Achondroplasia adalah kondisi displasia skeletal yang diderita oleh kurang lebih 250.000 pasien di seluruh dunia. Meski penyakit achondroplasia dikenal sebagai penyakit turunan secara autosomal dominan, 80% kasus penyakit ini terjadi secara sporadik/de novo.
Mutasi pada gen FGFR3 mengganggu formasi tulang endokondral, menyebabkan restriksi pertumbuhan, pemendekan tulang, dan anomali skeletal lain.

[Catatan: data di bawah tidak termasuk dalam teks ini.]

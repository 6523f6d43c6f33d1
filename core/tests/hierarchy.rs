/*
 * hierarchy.rs
 * Copyright (C) 2026 The Oxio Authors
 *
 * This file is part of Oxio, an Open-Xchange backend for mapistore.
 *
 * Oxio is free software: you can redistribute it and/or modify
 * it under the terms of the GNU General Public License as published by
 * the Free Software Foundation, either version 3 of the License, or
 * (at your option) any later version.
 *
 * Oxio is distributed in the hope that it will be useful,
 * but WITHOUT ANY WARRANTY; without even the implied warranty of
 * MERCHANTABILITY or FITNESS FOR A PARTICULAR PURPOSE.  See the
 * GNU General Public License for more details.
 *
 * You should have received a copy of the GNU General Public License
 * along with Oxio.  If not, see <http://www.gnu.org/licenses/>.
 */

//! Hierarchy behaviour end to end over an in-memory directory: backend, context,
//! lazy folder opening, identifier stability and row projection.

use std::collections::HashMap;
use std::sync::atomic::{AtomicUsize, Ordering};
use std::sync::{Arc, Mutex};

use oxio_core::store::{
    Backend, FolderRecord, MessageRecord, NodeId, OxioError, PropertyValue, QueryType,
    RemoteDirectory, SubfolderRecord, TableType, PID_TAG_DISPLAY_NAME, PID_TAG_FOLDER_ID,
    PROP_HAS_SUBFOLDERS, PROP_PARENT_URI, PROP_URI,
};

/// In-memory OX tree. Locators listed in `broken` fail every fetch.
#[derive(Default)]
struct MemoryDirectory {
    folders: HashMap<String, FolderRecord>,
    children: HashMap<String, Vec<SubfolderRecord>>,
    messages: HashMap<String, Vec<MessageRecord>>,
    broken: Mutex<Vec<String>>,
    fetches: AtomicUsize,
}

impl MemoryDirectory {
    fn folder(&mut self, locator: &str, parent: &str, name: &str, children: &[(&str, &str, bool)]) {
        self.folders.insert(
            locator.to_string(),
            FolderRecord {
                parent_locator: parent.to_string(),
                display_name: name.to_string(),
                has_subfolders: !children.is_empty(),
                total_messages: 0,
            },
        );
        let records = children
            .iter()
            .map(|(child, child_name, has_subfolders)| SubfolderRecord {
                locator: child.to_string(),
                parent_locator: locator.to_string(),
                display_name: child_name.to_string(),
                has_subfolders: *has_subfolders,
            })
            .collect();
        self.children.insert(locator.to_string(), records);
    }

    fn mail(&mut self, locator: &str, subjects: &[&str]) {
        if let Some(f) = self.folders.get_mut(locator) {
            f.total_messages = subjects.len() as u64;
        }
        let records = subjects
            .iter()
            .enumerate()
            .map(|(i, s)| MessageRecord {
                locator: (i + 1).to_string(),
                folder_locator: locator.to_string(),
                subject: Some(s.to_string()),
                ..Default::default()
            })
            .collect();
        self.messages.insert(locator.to_string(), records);
    }

    fn break_locator(&self, locator: &str) {
        self.broken.lock().unwrap().push(locator.to_string());
    }

    fn check(&self, locator: &str) -> Result<(), OxioError> {
        if self.broken.lock().unwrap().iter().any(|b| b == locator) {
            return Err(OxioError::remote(format!("{} unreachable", locator)));
        }
        Ok(())
    }
}

impl RemoteDirectory for MemoryDirectory {
    fn fetch_folder(&self, locator: &str) -> Result<FolderRecord, OxioError> {
        self.fetches.fetch_add(1, Ordering::SeqCst);
        self.check(locator)?;
        self.folders
            .get(locator)
            .cloned()
            .ok_or_else(|| OxioError::remote(format!("no folder {}", locator)))
    }

    fn list_subfolders(&self, locator: &str, _: &[u32]) -> Result<Vec<SubfolderRecord>, OxioError> {
        self.check(locator)?;
        Ok(self.children.get(locator).cloned().unwrap_or_default())
    }

    fn list_messages(&self, locator: &str, _: &[u32]) -> Result<Vec<MessageRecord>, OxioError> {
        self.check(locator)?;
        Ok(self.messages.get(locator).cloned().unwrap_or_default())
    }
}

/// INBOX with two children; `a` has a grandchild and mail, `b` is a leaf.
fn mailbox() -> Arc<MemoryDirectory> {
    let mut dir = MemoryDirectory::default();
    dir.folder(
        "default0/INBOX",
        "default0",
        "Inbox",
        &[("default0/INBOX/a", "A", true), ("default0/INBOX/b", "B", false)],
    );
    dir.folder(
        "default0/INBOX/a",
        "default0/INBOX",
        "A",
        &[("default0/INBOX/a/x", "X", false)],
    );
    dir.mail("default0/INBOX/a", &["first", "second"]);
    dir.folder("default0/INBOX/b", "default0/INBOX", "B", &[]);
    dir.folder("default0/INBOX/a/x", "default0/INBOX/a", "X", &[]);
    Arc::new(dir)
}

const ROOT_ID: NodeId = NodeId(0x10001);

#[test]
fn backend_lists_fixed_contexts() {
    let backend = Backend::new(mailbox());
    assert_eq!(backend.name(), "oxio");
    assert_eq!(backend.namespace(), "oxio://");
    backend.init().unwrap();
    let contexts = backend.list_contexts("alice");
    let pairs: Vec<_> = contexts
        .iter()
        .map(|c| (c.name.as_str(), c.uri_pattern.as_str()))
        .collect();
    assert_eq!(pairs, vec![("inbox", "default0/INBOX"), ("calendar", "CALENDAR")]);
}

#[test]
fn root_then_children_get_sequential_ids() {
    let backend = Backend::new(mailbox());
    let context = backend.create_context("default0/INBOX");
    let root = context.get_root_folder(ROOT_ID).unwrap();

    assert_eq!(root.id(), ROOT_ID);
    assert_eq!(root.display_name(), "Inbox");
    assert_eq!(root.child_count(TableType::Folders), 2);
    assert_eq!(root.child_count(TableType::Messages), 0);

    let ids: Vec<_> = root.subfolders().iter().map(|s| s.id).collect();
    assert_eq!(ids, vec![NodeId(0x10002), NodeId(0x10003)]);
    assert_eq!(context.get_path(ROOT_ID).as_deref(), Some("default0/INBOX"));
    assert_eq!(context.get_path(NodeId(0x10003)).as_deref(), Some("default0/INBOX/b"));
    assert_eq!(context.get_path(NodeId(0x99999)), None);
}

#[test]
fn open_child_lists_grandchildren_and_mail() {
    let context = Backend::new(mailbox()).create_context("default0/INBOX");
    let root = context.get_root_folder(ROOT_ID).unwrap();
    let a_id = root.subfolders()[0].id;

    let a = root.open_folder(a_id).unwrap();
    assert_eq!(a.locator(), "default0/INBOX/a");
    assert_eq!(a.parent_id(), Some(ROOT_ID));
    assert_eq!(a.child_count(TableType::Folders), 1);
    assert_eq!(a.child_count(TableType::Messages), 0);
    assert_eq!(a.messages().len(), 2);
    assert_eq!(a.subfolders()[0].id, NodeId(0x10004));
    assert_eq!(a.messages()[1].subject.as_deref(), Some("second"));

    let x = a.open_folder(NodeId(0x10004)).unwrap();
    assert_eq!(x.display_name(), "X");
    assert_eq!(x.child_count(TableType::Folders), 0);
}

#[test]
fn reopen_builds_fresh_node_with_same_ids() {
    let dir = mailbox();
    let context = Backend::new(dir.clone()).create_context("default0/INBOX");
    let root = context.get_root_folder(ROOT_ID).unwrap();
    let a_id = root.subfolders()[0].id;

    let before = dir.fetches.load(Ordering::SeqCst);
    let first = root.open_folder(a_id).unwrap();
    let second = root.open_folder(a_id).unwrap();
    assert_eq!(dir.fetches.load(Ordering::SeqCst), before + 2);
    assert_eq!(first.subfolders(), second.subfolders());
    assert_eq!(context.index().len(), 4);
}

#[test]
fn unindexed_child_is_not_found() {
    let context = Backend::new(mailbox()).create_context("default0/INBOX");
    let root = context.get_root_folder(ROOT_ID).unwrap();
    let err = root.open_folder(NodeId(0x1f)).unwrap_err();
    assert!(matches!(err, OxioError::NotFound(NodeId(0x1f))));
    assert_eq!(err.status(), 14);
    assert_eq!(err.to_string(), "child with id=0x1f not indexed");
}

#[test]
fn failed_open_leaves_index_untouched() {
    let dir = mailbox();
    let context = Backend::new(dir.clone()).create_context("default0/INBOX");
    let root = context.get_root_folder(ROOT_ID).unwrap();
    let a_id = root.subfolders()[0].id;
    let entries = context.index().len();

    dir.break_locator("default0/INBOX/a");
    let err = root.open_folder(a_id).unwrap_err();
    assert!(matches!(err, OxioError::RemoteUnavailable(_)));
    assert_eq!(context.index().len(), entries);
    assert_eq!(context.index().id_for("default0/INBOX/a/x"), None);
}

#[test]
fn root_fetch_failure_is_reported() {
    let dir = mailbox();
    dir.break_locator("default0/INBOX");
    let context = Backend::new(dir).create_context("default0/INBOX");
    assert!(matches!(
        context.get_root_folder(ROOT_ID),
        Err(OxioError::RemoteUnavailable(_))
    ));
}

#[test]
fn contexts_keep_separate_indexes() {
    let backend = Backend::new(mailbox());
    let one = backend.create_context("default0/INBOX");
    let two = backend.create_context("default0/INBOX");
    one.get_root_folder(ROOT_ID).unwrap();
    two.get_root_folder(NodeId(0x500)).unwrap();
    assert_eq!(one.index().id_for("default0/INBOX/a"), Some(NodeId(0x10002)));
    assert_eq!(two.index().id_for("default0/INBOX/a"), Some(NodeId(0x501)));
}

#[test]
fn folder_rows_project_requested_columns() {
    let context = Backend::new(mailbox()).create_context("default0/INBOX");
    let root = Arc::new(context.get_root_folder(ROOT_ID).unwrap());
    let (mut table, count) = root.open_table(TableType::Folders);
    assert_eq!(count, 2);
    assert_eq!(table.get_row_count(QueryType::Livefiltered), 2);

    table.set_columns(vec![
        PID_TAG_DISPLAY_NAME.to_string(),
        "PidTagComment".to_string(),
        PID_TAG_FOLDER_ID.to_string(),
    ]);
    let (columns, row) = table.get_row(1, QueryType::Prefiltered).unwrap();
    assert_eq!(columns.len(), 3);
    assert_eq!(row.len(), 2);
    assert_eq!(row.get(PID_TAG_DISPLAY_NAME), Some(&PropertyValue::Text("B".into())));
    assert_eq!(row.get(PID_TAG_FOLDER_ID), Some(&PropertyValue::Id(0x10003)));
    assert!(!row.contains("PidTagComment"));

    table.set_columns(vec![
        PROP_URI.to_string(),
        PROP_PARENT_URI.to_string(),
        PROP_HAS_SUBFOLDERS.to_string(),
    ]);
    let (_, row) = table.get_row(0, QueryType::Prefiltered).unwrap();
    assert_eq!(row.get(PROP_URI), Some(&PropertyValue::Text("default0/INBOX/a".into())));
    assert_eq!(row.get(PROP_PARENT_URI), Some(&PropertyValue::Text("default0/INBOX".into())));
    assert_eq!(row.get(PROP_HAS_SUBFOLDERS), Some(&PropertyValue::Bool(true)));
}

#[test]
fn row_without_columns_is_empty() {
    let context = Backend::new(mailbox()).create_context("default0/INBOX");
    let root = Arc::new(context.get_root_folder(ROOT_ID).unwrap());
    let (table, _) = root.open_table(TableType::Folders);
    let (columns, row) = table.get_row(0, QueryType::Prefiltered).unwrap();
    assert!(columns.is_empty());
    assert!(row.is_empty());
}

#[test]
fn row_past_end_is_out_of_range() {
    let context = Backend::new(mailbox()).create_context("default0/INBOX");
    let root = Arc::new(context.get_root_folder(ROOT_ID).unwrap());
    let (table, _) = root.open_table(TableType::Folders);
    assert!(matches!(
        table.get_row(2, QueryType::Prefiltered),
        Err(OxioError::RowOutOfRange { index: 2, count: 2 })
    ));
}

#[test]
fn message_table_counts_zero_and_rows_are_empty() {
    let context = Backend::new(mailbox()).create_context("default0/INBOX");
    let root = context.get_root_folder(ROOT_ID).unwrap();
    let a = Arc::new(root.open_folder(root.subfolders()[0].id).unwrap());
    assert_eq!(a.messages().len(), 2);

    let (mut table, count) = a.open_table(TableType::Messages);
    assert_eq!(count, 0);
    table.set_columns(vec![PID_TAG_DISPLAY_NAME.to_string(), "PidTagSubject".to_string()]);
    assert_eq!(table.get_row_count(QueryType::Prefiltered), 0);
    for index in [0, 1, 7] {
        let (columns, row) = table.get_row(index, QueryType::Livefiltered).unwrap();
        assert_eq!(columns, [PID_TAG_DISPLAY_NAME, "PidTagSubject"]);
        assert!(row.is_empty());
    }
}

#[test]
fn unsupported_categories_are_empty() {
    let context = Backend::new(mailbox()).create_context("default0/INBOX");
    let root = context.get_root_folder(ROOT_ID).unwrap();
    // `a` holds mail, so a non-zero message count would show up here.
    let root = Arc::new(root.open_folder(root.subfolders()[0].id).unwrap());
    for table_type in [
        TableType::Messages,
        TableType::Fai,
        TableType::Rules,
        TableType::Attachments,
        TableType::Permissions,
    ] {
        let (mut table, count) = root.open_table(table_type);
        assert_eq!(count, 0);
        table.set_columns(vec![PID_TAG_DISPLAY_NAME.to_string()]);
        assert_eq!(table.get_row_count(QueryType::Prefiltered), 0);
        let (_, row) = table.get_row(5, QueryType::Prefiltered).unwrap();
        assert!(row.is_empty());
    }
}

#[test]
fn write_operations_report_not_implemented() {
    let context = Backend::new(mailbox()).create_context("default0/INBOX");
    let root = context.get_root_folder(ROOT_ID).unwrap();
    let err = root
        .create_folder(&Default::default(), NodeId(0x20000))
        .unwrap_err();
    assert_eq!(err.status(), 24);
    assert_eq!(root.delete().unwrap_err().status(), 24);
    assert_eq!(context.get_path(NodeId(0x20000)), None);
}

Hipotonia dan gangguan pertumbuhan motorik sering kali terjadi pada tahun-tahun awal kehidupan [1,2]
Karakteristik khas dengan gambaran radiologi dan uji molekular dapat membantu menegakkan diagnosis. Diagnosis pada prenatal dapat dilakukan dengan pemeriksaan ultrasonografi (USG).
Komplikasi achondroplasia dapat melibatkan berbagai sistem organ tetapi komplikasi kompresi medulla servikal merupakan kondisi yang paling sering ditemukan. Selain itu, beberapa komplikasi lainnya, seperti stenosis spinal, otitis media rekuren, obstructive sleep apnea, dan obesitas juga sering terjadi pada pasien achondroplasia.[1,3]
Penatalaksanaan achondroplasia memiliki tujuan dalam mengobati dan mencegah komplikasi, serta memaksimalkan kapasitas fungsional pasien. Terapi hormon pertumbuhan dan c-type natriuretic peptide telah dilaporkan dapat mengobati gangguan pertumbuhan pada pasien.
Pembedahan dapat diperlukan pada beberapa kondisi dengan komplikasi cukup berat, seperti keadaan kifosis dan stenosis spinalis. Selain itu, konsultasi medis secara berkala ke berbagai multidisiplin disarankan untuk pemantauan progresi penyakit dan komplikasi.[2,4]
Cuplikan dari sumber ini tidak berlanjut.